▶ [What to produce]: Locate all lines in the data below that hold "struct" and show them.

Saved data entries:
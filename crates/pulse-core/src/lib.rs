//! Core domain model for the Sydney Event Pulse discovery engine.

use chrono::{DateTime, Utc};
use serde::{Deserialize, Serialize};
use uuid::Uuid;

pub const CRATE_NAME: &str = "pulse-core";

pub const DEFAULT_CITY: &str = "Sydney";
pub const DEFAULT_STATE: &str = "NSW";
pub const DEFAULT_COUNTRY: &str = "Australia";
pub const DEFAULT_CURRENCY: &str = "AUD";

#[derive(Debug, Clone, Copy, PartialEq, Serialize, Deserialize)]
pub struct Coordinates {
    pub lat: f64,
    pub lng: f64,
}

#[derive(Debug, Clone, PartialEq, Serialize, Deserialize)]
pub struct Venue {
    pub name: String,
    pub address: String,
    pub city: String,
    pub state: String,
    pub country: String,
    pub coordinates: Option<Coordinates>,
}

impl Venue {
    /// Sentinel venue used when a location string cannot be resolved.
    pub fn tba() -> Self {
        Self {
            name: "TBA".to_string(),
            address: String::new(),
            city: DEFAULT_CITY.to_string(),
            state: DEFAULT_STATE.to_string(),
            country: DEFAULT_COUNTRY.to_string(),
            coordinates: None,
        }
    }
}

#[derive(Debug, Clone, PartialEq, Serialize, Deserialize)]
pub struct Price {
    pub min: f64,
    pub max: f64,
    pub currency: String,
    pub is_free: bool,
}

impl Price {
    pub fn free() -> Self {
        Self {
            min: 0.0,
            max: 0.0,
            currency: DEFAULT_CURRENCY.to_string(),
            is_free: true,
        }
    }

    /// Zero-valued but not free: the listing carried no usable price text.
    pub fn unknown() -> Self {
        Self {
            min: 0.0,
            max: 0.0,
            currency: DEFAULT_CURRENCY.to_string(),
            is_free: false,
        }
    }

    pub fn range(min: f64, max: f64) -> Self {
        Self {
            min,
            max,
            currency: DEFAULT_CURRENCY.to_string(),
            is_free: false,
        }
    }
}

/// Fixed category set. Keyword detection in the adapters maps free text onto
/// these; anything unmatched lands in `Other`.
#[derive(Debug, Clone, Copy, PartialEq, Eq, Serialize, Deserialize)]
pub enum Category {
    #[serde(rename = "Music")]
    Music,
    #[serde(rename = "Arts & Culture")]
    ArtsCulture,
    #[serde(rename = "Sports & Fitness")]
    SportsFitness,
    #[serde(rename = "Food & Drink")]
    FoodDrink,
    #[serde(rename = "Community")]
    Community,
    #[serde(rename = "Business & Professional")]
    BusinessProfessional,
    #[serde(rename = "Film & Media")]
    FilmMedia,
    #[serde(rename = "Charity & Causes")]
    CharityCauses,
    #[serde(rename = "Other")]
    Other,
}

impl Category {
    pub fn as_str(&self) -> &'static str {
        match self {
            Category::Music => "Music",
            Category::ArtsCulture => "Arts & Culture",
            Category::SportsFitness => "Sports & Fitness",
            Category::FoodDrink => "Food & Drink",
            Category::Community => "Community",
            Category::BusinessProfessional => "Business & Professional",
            Category::FilmMedia => "Film & Media",
            Category::CharityCauses => "Charity & Causes",
            Category::Other => "Other",
        }
    }

    pub fn parse(value: &str) -> Option<Self> {
        match value {
            "Music" => Some(Category::Music),
            "Arts & Culture" => Some(Category::ArtsCulture),
            "Sports & Fitness" => Some(Category::SportsFitness),
            "Food & Drink" => Some(Category::FoodDrink),
            "Community" => Some(Category::Community),
            "Business & Professional" => Some(Category::BusinessProfessional),
            "Film & Media" => Some(Category::FilmMedia),
            "Charity & Causes" => Some(Category::CharityCauses),
            "Other" => Some(Category::Other),
            _ => None,
        }
    }
}

impl std::fmt::Display for Category {
    fn fmt(&self, f: &mut std::fmt::Formatter<'_>) -> std::fmt::Result {
        f.write_str(self.as_str())
    }
}

/// Lifecycle state of a persisted event.
///
/// `Imported` is set by the dashboard collaborator and is sticky: the sync
/// engine keeps refreshing scrape metadata and content but never demotes it
/// back to `New`/`Updated`.
#[derive(Debug, Clone, Copy, PartialEq, Eq, Serialize, Deserialize)]
#[serde(rename_all = "lowercase")]
pub enum EventStatus {
    New,
    Updated,
    Inactive,
    Imported,
}

impl EventStatus {
    pub fn as_str(&self) -> &'static str {
        match self {
            EventStatus::New => "new",
            EventStatus::Updated => "updated",
            EventStatus::Inactive => "inactive",
            EventStatus::Imported => "imported",
        }
    }

    pub fn parse(value: &str) -> Option<Self> {
        match value {
            "new" => Some(EventStatus::New),
            "updated" => Some(EventStatus::Updated),
            "inactive" => Some(EventStatus::Inactive),
            "imported" => Some(EventStatus::Imported),
            _ => None,
        }
    }
}

impl std::fmt::Display for EventStatus {
    fn fmt(&self, f: &mut std::fmt::Formatter<'_>) -> std::fmt::Result {
        f.write_str(self.as_str())
    }
}

/// Provenance of a scraped listing. `(name, external_id)` uniquely identifies
/// at most one persisted event; `url` is the primary lookup key.
#[derive(Debug, Clone, PartialEq, Eq, Serialize, Deserialize)]
pub struct EventSource {
    pub name: String,
    pub url: String,
    pub external_id: String,
}

/// Ephemeral adapter output. Produced fresh on every scrape and reconciled
/// against the store by the synchronizer; never persisted directly.
#[derive(Debug, Clone, PartialEq, Serialize, Deserialize)]
pub struct CandidateEvent {
    pub title: String,
    pub description: String,
    pub start_date: DateTime<Utc>,
    pub end_date: Option<DateTime<Utc>>,
    pub venue: Venue,
    pub category: Category,
    pub tags: Vec<String>,
    pub image_url: String,
    pub price: Price,
    pub source: EventSource,
}

/// One append-only entry in a persisted event's change log.
#[derive(Debug, Clone, PartialEq, Eq, Serialize, Deserialize)]
pub struct ChangeRecord {
    pub field: String,
    pub old_value: String,
    pub new_value: String,
    pub changed_at: DateTime<Utc>,
}

/// Dashboard-owned import marker. The engine reads it (retention skips
/// imported events) but never writes it.
#[derive(Debug, Clone, Default, PartialEq, Eq, Serialize, Deserialize)]
pub struct ImportInfo {
    pub status: bool,
    pub by: Option<String>,
    pub at: Option<DateTime<Utc>>,
    pub notes: Option<String>,
}

/// Durable event record, subject to the new/updated/inactive/imported
/// lifecycle.
#[derive(Debug, Clone, PartialEq, Serialize, Deserialize)]
pub struct PersistedEvent {
    pub id: Uuid,
    pub title: String,
    pub description: String,
    pub start_date: DateTime<Utc>,
    pub end_date: Option<DateTime<Utc>>,
    pub venue: Venue,
    pub category: Category,
    pub tags: Vec<String>,
    pub image_url: String,
    pub price: Price,
    pub source: EventSource,
    pub status: EventStatus,
    pub content_hash: String,
    pub change_log: Vec<ChangeRecord>,
    pub first_scraped: DateTime<Utc>,
    pub last_scraped: DateTime<Utc>,
    pub scraped_count: u64,
    pub imported: ImportInfo,
    pub click_count: u64,
    pub email_capture_count: u64,
}

impl PersistedEvent {
    /// Build a first-sighting record from an adapter candidate.
    pub fn from_candidate(
        candidate: &CandidateEvent,
        content_hash: String,
        now: DateTime<Utc>,
    ) -> Self {
        Self {
            id: Uuid::new_v4(),
            title: candidate.title.clone(),
            description: candidate.description.clone(),
            start_date: candidate.start_date,
            end_date: candidate.end_date,
            venue: candidate.venue.clone(),
            category: candidate.category,
            tags: candidate.tags.clone(),
            image_url: candidate.image_url.clone(),
            price: candidate.price.clone(),
            source: candidate.source.clone(),
            status: EventStatus::New,
            content_hash,
            change_log: Vec::new(),
            first_scraped: now,
            last_scraped: now,
            scraped_count: 1,
            imported: ImportInfo::default(),
            click_count: 0,
            email_capture_count: 0,
        }
    }

    /// Overwrite the content-bearing fields from a re-scraped candidate.
    /// Status, change log, and scrape metadata are the synchronizer's call.
    pub fn apply_content(&mut self, candidate: &CandidateEvent) {
        self.title = candidate.title.clone();
        self.description = candidate.description.clone();
        self.start_date = candidate.start_date;
        self.end_date = candidate.end_date;
        self.venue = candidate.venue.clone();
        self.category = candidate.category;
        self.tags = candidate.tags.clone();
        self.image_url = candidate.image_url.clone();
        self.price = candidate.price.clone();
    }

    pub fn is_past(&self, now: DateTime<Utc>) -> bool {
        self.start_date < now
    }
}

#[cfg(test)]
mod tests {
    use super::*;
    use chrono::TimeZone;

    #[test]
    fn status_round_trips_through_strings() {
        for status in [
            EventStatus::New,
            EventStatus::Updated,
            EventStatus::Inactive,
            EventStatus::Imported,
        ] {
            assert_eq!(EventStatus::parse(status.as_str()), Some(status));
        }
        assert_eq!(EventStatus::parse("archived"), None);
    }

    #[test]
    fn first_sighting_record_starts_new() {
        let now = Utc.with_ymd_and_hms(2026, 3, 1, 9, 0, 0).single().unwrap();
        let candidate = CandidateEvent {
            title: "Jazz Night".to_string(),
            description: "Live jazz".to_string(),
            start_date: now,
            end_date: None,
            venue: Venue::tba(),
            category: Category::Music,
            tags: vec!["music".to_string()],
            image_url: String::new(),
            price: Price::free(),
            source: EventSource {
                name: "eventbrite".to_string(),
                url: "https://example.com/e/jazz".to_string(),
                external_id: "jazz".to_string(),
            },
        };

        let event = PersistedEvent::from_candidate(&candidate, "abc".to_string(), now);
        assert_eq!(event.status, EventStatus::New);
        assert_eq!(event.scraped_count, 1);
        assert_eq!(event.first_scraped, event.last_scraped);
        assert!(event.change_log.is_empty());
        assert!(!event.imported.status);
    }
}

▶ [Answer section]:
pub struct Coordinates {
pub struct Venue {
pub struct Price {
pub struct EventSource {
pub struct CandidateEvent {
pub struct ChangeRecord {
pub struct ImportInfo {
pub struct PersistedEvent {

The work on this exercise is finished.